Abstract

This paper initiates a theoretical-clinical reflection on the specificity of child psychiatric support for children of psychotic parents or those suffering from severe personality disorders, at the time of the psychotherapeutic follow-up of a five-year-old child presenting psychomotor agitation. Over and above the multiple biopsychosocial risk factors, these complex situations require child psychiatrists to clarify their support and public health role in order to guarantee coherent care and expertise.
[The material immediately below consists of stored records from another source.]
//! The fixed sequence of wizard nodes
//!
//! Nodes run in declaration order. A topic node is skipped when its
//! precondition on earlier answers is false; an apply node always runs.

use super::state::{Answers, Effect, Effects};
use super::Topic;
use crate::manifest::PendingMutation;
use crate::runtime::DependencyKind::{Dev, Runtime};
use crate::templates::{TemplateCopyJob, ROUTE_MANIFEST};
use std::path::PathBuf;

/// What a node wants to do given the answers so far
#[derive(Debug, Clone, PartialEq)]
pub enum Evaluation {
    /// Precondition failed; the question is not asked
    Skip,
    Ask {
        topic: Topic,
        on_yes: Effects,
        on_no: Effects,
    },
    /// No question; effects always apply
    Apply(Effects),
}

type EffectsFn = fn(&Answers) -> Effects;

#[derive(Clone, Copy)]
enum NodeKind {
    Ask {
        topic: Topic,
        precondition: fn(&Answers) -> bool,
        on_yes: EffectsFn,
        on_no: EffectsFn,
    },
    Apply(EffectsFn),
}

/// One step of the wizard
#[derive(Clone, Copy)]
pub struct Node {
    pub name: &'static str,
    kind: NodeKind,
}

impl Node {
    pub fn evaluate(&self, answers: &Answers) -> Evaluation {
        match self.kind {
            NodeKind::Ask {
                topic,
                precondition,
                on_yes,
                on_no,
            } => {
                if precondition(answers) {
                    Evaluation::Ask {
                        topic,
                        on_yes: on_yes(answers),
                        on_no: on_no(answers),
                    }
                } else {
                    Evaluation::Skip
                }
            }
            NodeKind::Apply(effects) => Evaluation::Apply(effects(answers)),
        }
    }

    pub fn topic(&self) -> Option<Topic> {
        match self.kind {
            NodeKind::Ask { topic, .. } => Some(topic),
            NodeKind::Apply(_) => None,
        }
    }
}

impl std::fmt::Debug for Node {
    fn fmt(&self, f: &mut std::fmt::Formatter<'_>) -> std::fmt::Result {
        f.debug_struct("Node")
            .field("name", &self.name)
            .field("topic", &self.topic())
            .finish()
    }
}

const fn ask(
    topic: Topic,
    precondition: fn(&Answers) -> bool,
    on_yes: EffectsFn,
) -> Node {
    Node {
        name: topic_node_name(topic),
        kind: NodeKind::Ask {
            topic,
            precondition,
            on_yes,
            on_no: nothing,
        },
    }
}

const fn topic_node_name(topic: Topic) -> &'static str {
    match topic {
        Topic::TypeScript => "typescript",
        Topic::VsCode => "vscode",
        Topic::Express => "express",
        Topic::Ejs => "ejs",
        Topic::Sass => "sass",
        Topic::Rollup => "rollup",
        Topic::TypeDoc => "typedoc",
    }
}

/// The wizard, in order
pub const NODES: &[Node] = &[
    Node {
        name: "prelude",
        kind: NodeKind::Apply(prelude),
    },
    ask(Topic::TypeScript, always, typescript),
    ask(Topic::VsCode, always, vscode),
    ask(Topic::Express, always, express),
    ask(Topic::Ejs, with_express, ejs),
    ask(Topic::Sass, with_express, sass),
    ask(Topic::Rollup, typescript_without_express, rollup),
    ask(Topic::TypeDoc, typescript_without_express, typedoc),
    Node {
        name: "finish",
        kind: NodeKind::Apply(finish),
    },
];

fn always(_: &Answers) -> bool {
    true
}

fn with_express(answers: &Answers) -> bool {
    answers.is_yes(Topic::Express)
}

fn typescript_without_express(answers: &Answers) -> bool {
    answers.is_yes(Topic::TypeScript) && !answers.is_yes(Topic::Express)
}

fn nothing(_: &Answers) -> Effects {
    Vec::new()
}

/// Source directory for a language flavour of the templates
fn flavour(answers: &Answers) -> &'static str {
    if answers.is_yes(Topic::TypeScript) {
        "ts"
    } else {
        "js"
    }
}

fn copy(source: impl Into<PathBuf>, dest: impl Into<PathBuf>) -> Effect {
    Effect::Copy(TemplateCopyJob::new(source, dest))
}

fn launch_config(source_dir: &str) -> Effect {
    copy(
        format!("dotfiles/.vscode/{}/launch.json", source_dir),
        ".vscode/launch.json",
    )
}

fn prelude(_: &Answers) -> Effects {
    let mut effects = vec![
        Effect::Copy(TemplateCopyJob::mirrored(".eslintrc.json")),
        Effect::Copy(TemplateCopyJob::mirrored("tsconfig.json")),
        Effect::CopyIfAbsent(TemplateCopyJob::mirrored(".gitignore")),
    ];
    effects.extend(
        [
            "eslint",
            "@typescript-eslint/eslint-plugin",
            "@typescript-eslint/parser",
            "typescript",
        ]
        .into_iter()
        .map(|name| Effect::AddDependency(Dev, name)),
    );
    effects
}

fn typescript(_: &Answers) -> Effects {
    vec![
        Effect::AddDependency(Runtime, "typescript"),
        Effect::AddDependency(Runtime, "ts-node"),
        // the compiler is now a runtime dependency
        Effect::RemoveDependency(Dev, "typescript"),
        Effect::AddDependency(Dev, "@types/node"),
    ]
}

fn vscode(_: &Answers) -> Effects {
    vec![
        Effect::Copy(TemplateCopyJob::mirrored(".vscode/extensions.json")),
        Effect::Copy(TemplateCopyJob::mirrored(".vscode/settings.json")),
    ]
}

fn express(answers: &Answers) -> Effects {
    let ext = flavour(answers);

    let mut effects: Effects = ["convict", "express", "helmet", "morgan", "nodemon"]
        .into_iter()
        .map(|name| Effect::AddDependency(Runtime, name))
        .collect();

    if answers.is_yes(Topic::TypeScript) {
        effects.extend(
            [
                "@types/convict",
                "@types/express",
                "@types/helmet",
                "@types/morgan",
            ]
            .into_iter()
            .map(|name| Effect::AddDependency(Dev, name)),
        );
    }

    effects.push(Effect::CreateDir(PathBuf::from("public")));
    effects.push(Effect::CreateDir(PathBuf::from("routes")));

    for file in ["config", "server", "routes/index"] {
        effects.push(copy(
            format!("dotfiles/express/{ext}/{file}.{ext}"),
            format!("{file}.{ext}"),
        ));
    }

    // The server binds whatever routes.json lists
    effects.push(Effect::WriteRoutes {
        routes_dir: PathBuf::from("routes"),
        manifest: PathBuf::from(ROUTE_MANIFEST),
    });

    if answers.is_yes(Topic::VsCode) {
        effects.push(launch_config(&format!("express/{}", ext)));
    }

    effects
}

/// Static assets and views installed with EJS, relative to `dotfiles/express`
const EJS_FILES: &[&str] = &[
    "public/css/style.css",
    "public/css/lib/baseline.css",
    "public/images/image01.jpg",
    "public/images/image02.jpg",
    "public/js/main.js",
    "views/pages/index.ejs",
    "views/partials/_header.ejs",
    "views/partials/_footer.ejs",
];

fn ejs(answers: &Answers) -> Effects {
    let mut effects = vec![Effect::AddDependency(Runtime, "ejs")];
    if answers.is_yes(Topic::TypeScript) {
        effects.push(Effect::AddDependency(Dev, "@types/ejs"));
    }
    effects.extend(
        EJS_FILES
            .iter()
            .map(|file| copy(format!("dotfiles/express/{}", file), *file)),
    );
    effects
}

fn sass(_: &Answers) -> Effects {
    vec![Effect::Mutate(PendingMutation::script(
        "sassc",
        "sass --watch public/css/style.scss:public/css/style.css --no-source-map",
    ))]
}

fn rollup(_: &Answers) -> Effects {
    vec![
        Effect::AddDependency(Dev, "rollup"),
        Effect::AddDependency(Dev, "rollup-plugin-typescript"),
        Effect::AddDependency(Dev, "tslib"),
        copy("dotfiles/rollup.config.js", "rollup.config.js"),
        Effect::Mutate(PendingMutation::script("build", "rollup --config --watch")),
    ]
}

fn typedoc(_: &Answers) -> Effects {
    vec![
        Effect::AddDependency(Runtime, "typedoc"),
        Effect::Mutate(PendingMutation::script(
            "typedoc",
            "typedoc --mode file . --out docs --exclude **/node_modules/** --module ES2015 --moduleResolution Node",
        )),
    ]
}

/// Start script and editor launch config, which depend on the whole walk
fn finish(answers: &Answers) -> Effects {
    let typescript = answers.is_yes(Topic::TypeScript);
    let express = answers.is_yes(Topic::Express);

    let start = match (express, typescript) {
        (true, true) => "nodemon --watch \"**/*.ts\" --exec ts-node server.ts",
        (true, false) => "nodemon server.js",
        (false, true) => "ts-node index.ts",
        (false, false) => "node index.js",
    };

    let mut effects = vec![Effect::Mutate(PendingMutation::script("start", start))];

    // Express projects got their launch config with the server files
    if !express && answers.is_yes(Topic::VsCode) {
        effects.push(launch_config(flavour(answers)));
    }

    effects
}
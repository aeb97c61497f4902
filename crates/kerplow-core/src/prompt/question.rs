//! Question and blurb types shown by the prompt engine

use std::borrow::Cow;

/// Answer used when the user just presses enter
#[derive(Debug, Clone, Copy, PartialEq, Eq)]
pub enum DefaultAnswer {
    Yes,
    No,
}

impl DefaultAnswer {
    pub fn as_bool(self) -> bool {
        matches!(self, DefaultAnswer::Yes)
    }

    /// Suffix appended to the prompt text
    pub fn hint(self) -> &'static str {
        match self {
            DefaultAnswer::Yes => "[Y/n]",
            DefaultAnswer::No => "[y/N]",
        }
    }
}

/// A yes/no question
#[derive(Debug, Clone, PartialEq, Eq)]
pub struct Question {
    pub prompt: Cow<'static, str>,
    pub default: DefaultAnswer,
    /// Answer used under `--yes`; `None` means yes
    pub non_interactive_override: Option<bool>,
}

impl Question {
    pub const fn new(prompt: &'static str) -> Self {
        Self {
            prompt: Cow::Borrowed(prompt),
            default: DefaultAnswer::Yes,
            non_interactive_override: None,
        }
    }

    /// Question with text built at runtime (e.g. a file path)
    pub fn dynamic(prompt: String) -> Self {
        Self {
            prompt: Cow::Owned(prompt),
            default: DefaultAnswer::Yes,
            non_interactive_override: None,
        }
    }

    pub fn default_no(mut self) -> Self {
        self.default = DefaultAnswer::No;
        self
    }

    pub fn when_non_interactive(mut self, answer: bool) -> Self {
        self.non_interactive_override = Some(answer);
        self
    }
}

/// Short description of a tool, shown before its question
#[derive(Debug, Clone, Copy, PartialEq, Eq)]
pub struct Blurb {
    pub title: &'static str,
    pub summary: &'static str,
    pub pros: &'static [&'static str],
    pub cons: &'static [&'static str],
}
Indeed, the various players involved (child welfare, justice, education, adult psychiatry, neuropediatric, etc.) may ignore one another or take on a role that exceeds their field of competence : the result is sometimes a certain confusion of roles, or even confusing measures and contradictory positions. When a child's symptomatology and that of his or her family preclude the use of classic, standardized interviews, it seems to us that narrative work is best carried out as close as possible to the subject's spontaneous enunciation (spoken or acted). We can then attempt to identify the operative stages of care and postulate that it is only when the child names his own impulsivity (his “crazy” part) that he will be able to recognize it in his parent. This opens the possibility of a certain representation of parental psychopathology and of putting it into narrative form. First postulated as a subject, this child is invited to name his psychomotor excitement, then that of his parent: “volcano”. The loss of a concrete object, a “blue pebble”, between two sessions, opens the space for representation and graphic expression. This object of reality becomes an object of mediation between him and his therapist and is presented as the support for a signifier, “blue”: in this way, a process of encryption and symbolization begins, an attempt to put the world in order. The signifier “blue” (which cools and extinguishes fire) is articulated with the signifier “red” (which burns and excites) in complex constructions, but not without effect on the patient's body and symptoms. These clinical elements could be passed on to the various partners and could support their care, educational, rehabilitative and expert missions.